Was damals klein angefangen hat, ist nicht viel größer geworden – dieses Jahr stehen gerade einmal sieben Veranstaltungen auf dem Programm. Doch sieht man sich die Historie der Festtage an, stellt man fest, dass sich hier nach Prag nicht nur der wichtigste Ort der Martinů-Pflege, sondern überhaupt ein Hort für die weniger beleuchteten Winkel der (tschechischen) Moderne etabliert hat. In den vergangenen Jahren waren nicht nur Namen wie Gidon Kremer oder das London Symphony Orchestra hier zu Gast; mit Jiří Menzel oder den Brüdern Bubeníček unternahm man auch Ausflüge in die darstellende Kunst von Oper und Tanz. So finden auch dieses Jahr neben den Konzerten Veranstaltungen wie die Begegnung mit dem Comiczeichner Jens Harder oder ein Filmscreening statt, das sich der tschechischen Avantgarde der Zwischenkriegsjahre widmet. Thematisch liegt der Fokus der dreißigsten Saison ganz auf dem Gilgamesch-Epos, das Martinů in seinem Oratorium „The Epic of Gilgamesh“ vertont hat; nachdem es 1958 bereits in Basel uraufgeführt wurde, beschließt es dieses Jahr die Festtage.

DSGVO Platzhalter

Denkbar weit von solcher Schwere entfernt, eröffnete das Luca Sestak Trio die diesjährige Ausgabe. In der alten Brauerei Warteck spielten die Jazzmusiker ein Programm aus Eigenkompositionen und Stücken über Themen klassischer Werke.

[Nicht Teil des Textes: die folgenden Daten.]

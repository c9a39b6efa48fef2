use std::borrow::Cow;

use serde_json::Value;

use crate::error::VisitError;
use crate::ir::{NormalizedSchema, ParameterGroup};
use crate::parse::parameter::{Parameter, ParameterLocation, ParameterOrRef};
use crate::parse::ref_resolve::ComponentTable;
use crate::parse::schema::Schema;

use super::request_body::select_media_type;
use super::schema::SchemaNormalizer;

/// The only supported serialization of query parameters (`style: form`, exploded).
pub const QUERY_STYLE: &str = "form";
/// The only supported serialization of path parameters (`style: simple`, not exploded).
pub const PATH_STYLE: &str = "simple";

/// Path and query parameters of one operation. A group is `None` when the
/// operation has no parameter of that kind.
#[derive(Debug, Clone, Default, PartialEq)]
pub struct ExtractedParameters {
    pub path: Option<ParameterGroup>,
    pub query: Option<ParameterGroup>,
}

pub fn resolve_parameter<'p>(
    table: &ComponentTable<'_>,
    parameter: &'p ParameterOrRef,
) -> Result<Cow<'p, Parameter>, VisitError> {
    match parameter {
        ParameterOrRef::Ref { ref_path } => Ok(Cow::Owned(table.resolve_as(ref_path)?)),
        ParameterOrRef::Parameter(p) => Ok(Cow::Borrowed(p)),
    }
}

pub fn resolve_parameters<'p>(
    table: &ComponentTable<'_>,
    parameters: &'p [ParameterOrRef],
) -> Result<Vec<Cow<'p, Parameter>>, VisitError> {
    parameters
        .iter()
        .map(|p| resolve_parameter(table, p))
        .collect()
}

/// Combine path-item and operation parameters. An operation parameter
/// replaces a path-item parameter with the same name and location.
pub fn merge_parameters<'p>(
    path_level: Vec<Cow<'p, Parameter>>,
    operation_level: Vec<Cow<'p, Parameter>>,
) -> Vec<Cow<'p, Parameter>> {
    let mut merged: Vec<Cow<'p, Parameter>> = path_level
        .into_iter()
        .filter(|shared| {
            !operation_level
                .iter()
                .any(|own| own.name == shared.name && own.location == shared.location)
        })
        .collect();
    merged.extend(operation_level);
    merged
}

/// Split parameters into path and query groups.
pub fn extract_parameters(
    normalizer: &mut SchemaNormalizer<'_, '_>,
    parameters: &[Cow<'_, Parameter>],
) -> Result<ExtractedParameters, VisitError> {
    let mut path = ParameterGroup::default();
    let mut query = ParameterGroup::default();

    for param in parameters {
        let Some(schema) = parameter_schema(param)? else {
            log::debug!("parameter '{}' has neither schema nor content, skipping", param.name);
            continue;
        };

        let normalized = normalizer.normalize(schema)?;
        if !normalized.is_parameter_type() {
            return Err(VisitError::UnsupportedParameterType {
                name: param.name.clone(),
            });
        }
        if matches!(normalized, NormalizedSchema::Array { .. }) {
            let default = declared_default(normalizer.table(), schema)?;
            if default.is_some_and(|d| !is_primitive_default(d)) {
                return Err(VisitError::UnsupportedDefaultValue {
                    name: param.name.clone(),
                });
            }
        }

        let group = match param.location {
            ParameterLocation::Query => {
                check_style(param, QUERY_STYLE, true)?;
                &mut query
            }
            ParameterLocation::Path => {
                check_style(param, PATH_STYLE, false)?;
                &mut path
            }
            ParameterLocation::Header | ParameterLocation::Cookie => {
                log::debug!("ignoring {} parameter '{}'", param.location, param.name);
                continue;
            }
        };
        if param.required {
            group.required.insert(param.name.clone());
        }
        group.properties.insert(param.name.clone(), normalized);
    }

    Ok(ExtractedParameters {
        path: (!path.is_empty()).then_some(path),
        query: (!query.is_empty()).then_some(query),
    })
}

/// `content` takes precedence over `schema`.
fn parameter_schema(param: &Parameter) -> Result<Option<&Schema>, VisitError> {
    match (&param.content, &param.schema) {
        (Some(content), _) => {
            let (_, media_type) = select_media_type(content)?;
            Ok(media_type.schema.as_ref())
        }
        (None, schema) => Ok(schema.as_ref()),
    }
}

fn check_style(param: &Parameter, style: &str, explode: bool) -> Result<(), VisitError> {
    let style_ok = param.style.as_deref().is_none_or(|s| s == style);
    let explode_ok = param.explode.is_none_or(|e| e == explode);
    if style_ok && explode_ok {
        return Ok(());
    }
    Err(VisitError::UnsupportedParameterStyle {
        name: param.name.clone(),
        location: param.location.as_str(),
        style: param.style.clone(),
        explode: param.explode,
    })
}

/// The `default` a parameter schema declares, looking through a `$ref` when
/// the schema itself has none.
fn declared_default<'s>(
    table: &ComponentTable<'s>,
    schema: &'s Schema,
) -> Result<Option<&'s Value>, VisitError> {
    if schema.default_value.is_some() {
        return Ok(schema.default_value.as_ref());
    }
    match &schema.ref_path {
        Some(reference) => Ok(table.resolve(reference)?.get("default")),
        None => Ok(None),
    }
}

/// A scalar, or an array of scalars.
fn is_primitive_default(value: &Value) -> bool {
    match value {
        Value::Object(_) => false,
        Value::Array(items) => items.iter().all(|v| !v.is_object() && !v.is_array()),
        _ => true,
    }
}

#[cfg(test)]
mod tests {
    use indexmap::IndexMap;
    use serde_json::json;

    use super::*;

    fn param(value: Value) -> Parameter {
        serde_json::from_value(value).unwrap()
    }

    #[test]
    fn operation_parameters_override_path_parameters() {
        let shared = [
            param(json!({ "name": "id", "in": "path", "required": true })),
            param(json!({ "name": "limit", "in": "query" })),
        ];
        let own = [param(json!({ "name": "limit", "in": "query", "required": true }))];

        let merged = merge_parameters(
            shared.iter().map(Cow::Borrowed).collect(),
            own.iter().map(Cow::Borrowed).collect(),
        );
        assert_eq!(merged.len(), 2);
        assert_eq!(merged[0].name, "id");
        assert_eq!(merged[1].name, "limit");
        assert!(merged[1].required);
    }

    #[test]
    fn same_name_in_different_locations_is_kept() {
        let shared = [param(json!({ "name": "id", "in": "path" }))];
        let own = [param(json!({ "name": "id", "in": "query" }))];
        let merged = merge_parameters(
            shared.iter().map(Cow::Borrowed).collect(),
            own.iter().map(Cow::Borrowed).collect(),
        );
        assert_eq!(merged.len(), 2);
    }

    #[test]
    fn primitive_defaults() {
        assert!(is_primitive_default(&json!("a")));
        assert!(is_primitive_default(&json!(["a", 1, true])));
        assert!(!is_primitive_default(&json!({ "a": 1 })));
        assert!(!is_primitive_default(&json!([{ "a": 1 }])));
        assert!(!is_primitive_default(&json!([[1]])));
    }

    #[test]
    fn path_style_rules() {
        let ok = param(json!({ "name": "id", "in": "path", "style": "simple", "explode": false }));
        assert!(check_style(&ok, PATH_STYLE, false).is_ok());

        let exploded = param(json!({ "name": "id", "in": "path", "explode": true }));
        let err = check_style(&exploded, PATH_STYLE, false).unwrap_err();
        assert!(matches!(
            err,
            VisitError::UnsupportedParameterStyle { location: "path", explode: Some(true), .. }
        ));

        let label = param(json!({ "name": "id", "in": "path", "style": "label" }));
        assert!(check_style(&label, PATH_STYLE, false).is_err());
    }

    #[test]
    fn declared_default_follows_reference_chains() {
        let comps: IndexMap<String, Value> = serde_json::from_value(json!({
            "schemas": {
                "Tags": { "$ref": "#/components/schemas/TagList" },
                "TagList": {
                    "type": "array",
                    "items": { "type": "string" },
                    "default": [{ "name": "a" }]
                }
            }
        }))
        .unwrap();
        let table = ComponentTable::new(&comps);

        let by_ref: Schema =
            serde_json::from_value(json!({ "$ref": "#/components/schemas/Tags" })).unwrap();
        assert_eq!(
            declared_default(&table, &by_ref).unwrap(),
            Some(&json!([{ "name": "a" }]))
        );

        let own: Schema = serde_json::from_value(json!({
            "$ref": "#/components/schemas/Tags",
            "default": ["b"]
        }))
        .unwrap();
        assert_eq!(declared_default(&table, &own).unwrap(), Some(&json!(["b"])));
    }
}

Zugegeben – mit Martinů hatte das allenfalls im Geiste des freien Herumprobierens zu tun; großen Spaß hat es dennoch bereitet. Die ausufernden Stücke über Chopins Minutenwalzer oder Sibelius’ „Etüde in a-Moll, Opus weiß ich nicht“ (es wäre 76 gewesen, tut aber auch nichts zur Sache) sind dicht, musikalisch virtuos und nehmen ihre Vorlagen ernst. Dass die Verarbeitungen der Stücke so gut für Künstler und Publikum funktionieren spricht nur für die unumstößliche rhythmische und melodische Sprengkraft ihres thematischen Materials, unabhängig von der Verarbeitung.

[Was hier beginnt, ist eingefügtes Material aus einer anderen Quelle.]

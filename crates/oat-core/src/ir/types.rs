use serde::Serialize;

use super::operations::ToolDescriptor;

/// Result of visiting one OpenAPI document.
#[derive(Debug, Clone, PartialEq, Serialize)]
#[serde(rename_all = "camelCase")]
pub struct ApiSpecification {
    #[serde(skip_serializing_if = "Option::is_none")]
    pub service_url: Option<String>,

    pub tools: Vec<ToolDescriptor>,
}

impl ApiSpecification {
    pub fn tool(&self, name: &str) -> Option<&ToolDescriptor> {
        self.tools.iter().find(|t| t.name == name)
    }
}
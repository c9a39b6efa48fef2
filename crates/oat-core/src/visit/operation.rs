use serde::Deserialize;
use serde_json::Value;

use crate::error::VisitError;
use crate::ir::{HttpMethod, ToolDescriptor};
use crate::parse::operation::{Operation, PathItem, PathItemOrRef};
use crate::parse::parameter::ParameterOrRef;

use super::parameters::{extract_parameters, merge_parameters, resolve_parameters};
use super::request_body::extract_request_body;
use super::schema::SchemaNormalizer;

/// Append one tool per supported method of a path item, in
/// [`HttpMethod::ALL`] order.
pub fn visit_path(
    normalizer: &mut SchemaNormalizer<'_, '_>,
    path: &str,
    item: &Value,
    out: &mut Vec<ToolDescriptor>,
) -> Result<(), VisitError> {
    let item = path_item(normalizer, item).map_err(|e| e.in_path(path))?;

    for method in HttpMethod::ALL {
        let Some(node) = operation_for(&item, method) else {
            continue;
        };
        let tool = visit_operation(normalizer, path, method, node, item.parameters.as_ref())
            .map_err(|e| e.in_operation(method.as_str(), path))?;
        out.push(tool);
    }
    Ok(())
}

fn path_item(normalizer: &SchemaNormalizer<'_, '_>, item: &Value) -> Result<PathItem, VisitError> {
    let item = PathItemOrRef::deserialize(item).map_err(|source| VisitError::Malformed {
        what: "path item",
        source,
    })?;
    match item {
        PathItemOrRef::Ref { ref_path } => normalizer.table().resolve_as(&ref_path),
        PathItemOrRef::PathItem(item) => Ok(*item),
    }
}

fn operation_for(item: &PathItem, method: HttpMethod) -> Option<&Value> {
    match method {
        HttpMethod::Get => item.get.as_ref(),
        HttpMethod::Post => item.post.as_ref(),
        HttpMethod::Put => item.put.as_ref(),
        HttpMethod::Delete => item.delete.as_ref(),
        HttpMethod::Options => item.options.as_ref(),
        HttpMethod::Head => item.head.as_ref(),
        HttpMethod::Patch => item.patch.as_ref(),
    }
    .filter(|node| !node.is_null())
}

fn visit_operation(
    normalizer: &mut SchemaNormalizer<'_, '_>,
    path: &str,
    method: HttpMethod,
    node: &Value,
    shared_parameters: Option<&Value>,
) -> Result<ToolDescriptor, VisitError> {
    let op = Operation::deserialize(node).map_err(|source| VisitError::Malformed {
        what: "operation",
        source,
    })?;
    let shared_parameters: Vec<ParameterOrRef> = match shared_parameters {
        Some(node) => Vec::deserialize(node).map_err(|source| VisitError::Malformed {
            what: "path-level parameters",
            source,
        })?,
        None => Vec::new(),
    };

    let missing = |field| VisitError::MissingField {
        field,
        method: method.as_str(),
        path: path.to_string(),
    };

    let name = non_empty(&op.operation_id).ok_or_else(|| missing("operationId"))?;
    let description = non_empty(&op.description)
        .or_else(|| non_empty(&op.summary))
        .ok_or_else(|| missing("description"))?;

    let table = normalizer.table();
    let parameters = merge_parameters(
        resolve_parameters(table, &shared_parameters)?,
        resolve_parameters(table, &op.parameters)?,
    );
    let parameters = extract_parameters(normalizer, &parameters)?;

    let request_body = op
        .request_body
        .as_ref()
        .map(|body| extract_request_body(normalizer, body))
        .transpose()?;

    Ok(ToolDescriptor {
        name: name.to_string(),
        description: description.to_string(),
        path: path.to_string(),
        method,
        path_parameters: parameters.path,
        query_parameters: parameters.query,
        request_body,
    })
}

fn non_empty(value: &Option<String>) -> Option<&str> {
    value.as_deref().filter(|s| !s.trim().is_empty())
}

Weit weniger zugänglich wäre da Martinůs Jazz gewesen, aber das ließe sich wohl über sein ganzes Œuvre sagen. Trotz der Erfolge zu Lebzeiten wird er heute sowohl vom Publikum als auch von Künstlern und Wissenschaft häufig als Komponist mit einem Hang zur eklektizistischen Kuriosität belächelt. Seine Methoden waren unorthodox, der klassisch akademischen Ausbildung konnte er nie viel abgewinnen, und so ließ er sich vor allem von der eigenen Faszination leiten. Einzig aus ihr sind die zahlreichen Werke entstanden, die die Spielräume der Moderne von dramatisierter Mausefabel und Legendenoratorium, von der Fernsehoper bis zur Kammermusik nach dem Modell mittelalterlicher Vokalpolyphonie abstecken. Die Vielfalt und stilistische Uneindeutigkeit macht es der Verbreitung seiner Werke oft nicht leicht. Die breitere Rezeption seiner „Greek Passion“ in den vergangenen Jahren, nicht zuletzt bei den Salzburger Festspielen, zeigt welche Faszination dennoch von Martinů ausgeht.

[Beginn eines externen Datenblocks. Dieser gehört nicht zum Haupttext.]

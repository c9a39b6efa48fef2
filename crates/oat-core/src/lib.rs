//! OpenAPI 3.0 documents in, flat lists of invocable tool descriptors out.
//!
//! [`parse`] loads and version-checks a document, [`visit`] resolves its
//! references and normalizes every operation into an [`ir::ToolDescriptor`].

pub mod config;
pub mod error;
pub mod ir;
pub mod parse;
pub mod visit;

use config::VisitOptions;
use error::VisitError;
use ir::ApiSpecification;

/// Version-check, deserialize and visit an already decoded document.
pub fn convert(
    document: serde_json::Value,
    options: VisitOptions,
) -> Result<ApiSpecification, VisitError> {
    let spec = parse::from_value(document)?;
    visit::visit_with_options(&spec, options)
}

Hört man hin, merkt man, wie ernst es dem Komponisten um seine Musik war. Beim Kammerkonzert mit Stefan Dohr erklingt im (akustisch leider ungeeigneten) Foyer des Tinguely-Museums, neben der Serenade I und dem fragmentarischen Nonett auch das Quartett für Klarinette, Horn, Cello und kleine Trommel. Was zunächst wie bloße Spielerei wirkt, entfaltet im Allegro moderato schon einen düster-grotesken Zug, wenn Cello und Trommel dumpf marschieren, während sich die Klarinette unschlüssig auf und ab bewegt und sich das Horn davon unbeeindruckt melodisch darüberlegt. Ähnlich ambivalent kommt der zweite Satz daher; lange erklingt nur ein dunkler Gesang des Cellos, bevor sich der Rest der Besetzung subtil dazugesellt. Beni Santora spielt sein Solo an diesem Abend ausgesprochen herb, bisweilen trotzig, dass die Zuhörer zwischen Klangschönheit und Angst vor dem dämmernden Abgrund hin- und hergeworfen werden. Was also zunächst wie die Suche nach Neuem um des Effektes willen wirken könnte – schau an, eine Trommel im Quartett – wird bei Martinů zu einem klugen Spiel mit Klangidiomen und ihren Assoziationen im Hörergedächtnis.

Jede der drei Kompositionen Martinůs an diesem Abend ist in seinen Pariser Zwischenkriegsjahren entstanden – in einem Klima, das anders als der deutschsprachige Raum nicht von einem Ringen der akademischen Schulen, sondern von dem elektrisierenden Experimentiergeist geprägt war, der ihn nachhaltig beflügeln sollte, bevor er letztlich in Basel zur Ruhe kam.